What you are asked to do:
Could you count the lines in the entries beneath that hold the word "ConfigError"? Respond with the number alone.

Input data:

• • • • •

use std::sync::Arc;

use telemetric_util::{Clock, ConfigError, ReservoirConfig, SystemClock};

use crate::{config::Configuration, Metrics, Tags};

/// Context metrics are registered in when their options do not name one.
pub const DEFAULT_CONTEXT: &str = "application";

/// Number of times a snapshot that raced with writers is retried before the metric is left out.
pub const DEFAULT_SNAPSHOT_RETRIES: usize = 3;

/// Builder for [`Metrics`].
#[derive(Clone, Debug)]
#[must_use]
pub struct MetricsBuilder {
    pub(crate) enabled: bool,
    pub(crate) default_context: String,
    pub(crate) global_tags: Tags,
    pub(crate) clock: Arc<dyn Clock>,
    pub(crate) default_reservoir: ReservoirConfig,
    pub(crate) snapshot_retries: usize,
}

impl Default for MetricsBuilder {
    fn default() -> Self {
        Self {
            enabled: true,
            default_context: DEFAULT_CONTEXT.to_owned(),
            global_tags: Tags::new(),
            clock: Arc::new(SystemClock::new()),
            default_reservoir: ReservoirConfig::default(),
            snapshot_retries: DEFAULT_SNAPSHOT_RETRIES,
        }
    }
}

impl MetricsBuilder {
    /// Creates a new [`MetricsBuilder`] with default values.
    pub fn new() -> Self {
        Default::default()
    }

    /// Sets whether or not metrics are recorded at all.
    ///
    /// Defaults to `true`.
    ///
    /// When disabled, every handle is a no-op and reading data always yields an empty tree.
    pub fn enabled(mut self, enabled: bool) -> Self {
        self.enabled = enabled;
        self
    }

    /// Sets the context metrics are registered in when their options do not name one.
    ///
    /// Defaults to `"application"`.
    pub fn default_context<C: Into<String>>(mut self, context: C) -> Self {
        self.default_context = context.into();
        self
    }

    /// Adds a tag to every metric.
    ///
    /// Tags set on a metric itself take precedence over global tags with the same key.
    pub fn global_tag<K: Into<String>, V: Into<String>>(mut self, key: K, value: V) -> Self {
        self.global_tags.insert(key, value);
        self
    }

    /// Replaces the set of tags added to every metric.
    pub fn global_tags(mut self, tags: Tags) -> Self {
        self.global_tags = tags;
        self
    }

    /// Sets the clock used for rates, durations and timestamps.
    ///
    /// Defaults to [`SystemClock`].
    pub fn clock(mut self, clock: Arc<dyn Clock>) -> Self {
        self.clock = clock;
        self
    }

    /// Sets the reservoir used by histograms and timers that do not configure their own.
    ///
    /// Defaults to an exponentially decaying reservoir of 1028 samples with an alpha of 0.015.
    pub fn default_reservoir(mut self, reservoir: ReservoirConfig) -> Self {
        self.default_reservoir = reservoir;
        self
    }

    /// Sets how many times a snapshot that raced with writers is retried.
    ///
    /// Defaults to 3.
    pub fn snapshot_retries(mut self, retries: usize) -> Self {
        self.snapshot_retries = retries;
        self
    }

    /// Creates a [`Metrics`] based on this configuration.
    pub fn build(self) -> Result<Metrics, ConfigError> {
        if self.default_context.is_empty() {
            return Err(ConfigError::EmptyIdentityField("context"));
        }
        self.global_tags.validate()?;

        let config = Configuration::from_builder(&self);
        Ok(Metrics::from_config(config))
    }
}

#[cfg(test)]
mod tests {
    use super::MetricsBuilder;
    use telemetric_util::ConfigError;

    #[test]
    fn test_build_validates() {
        assert_eq!(
            MetricsBuilder::new().default_context("").build().unwrap_err(),
            ConfigError::EmptyIdentityField("context")
        );
        assert_eq!(
            MetricsBuilder::new().global_tag("", "x").build().unwrap_err(),
            ConfigError::EmptyIdentityField("tag key")
        );
        assert!(MetricsBuilder::new().build().is_ok());
    }

    #[test]
    fn test_disabled() {
        let metrics = MetricsBuilder::new().enabled(false).build().unwrap();
        assert!(!metrics.is_enabled());
    }
}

• • • • •

Exercise answer:
6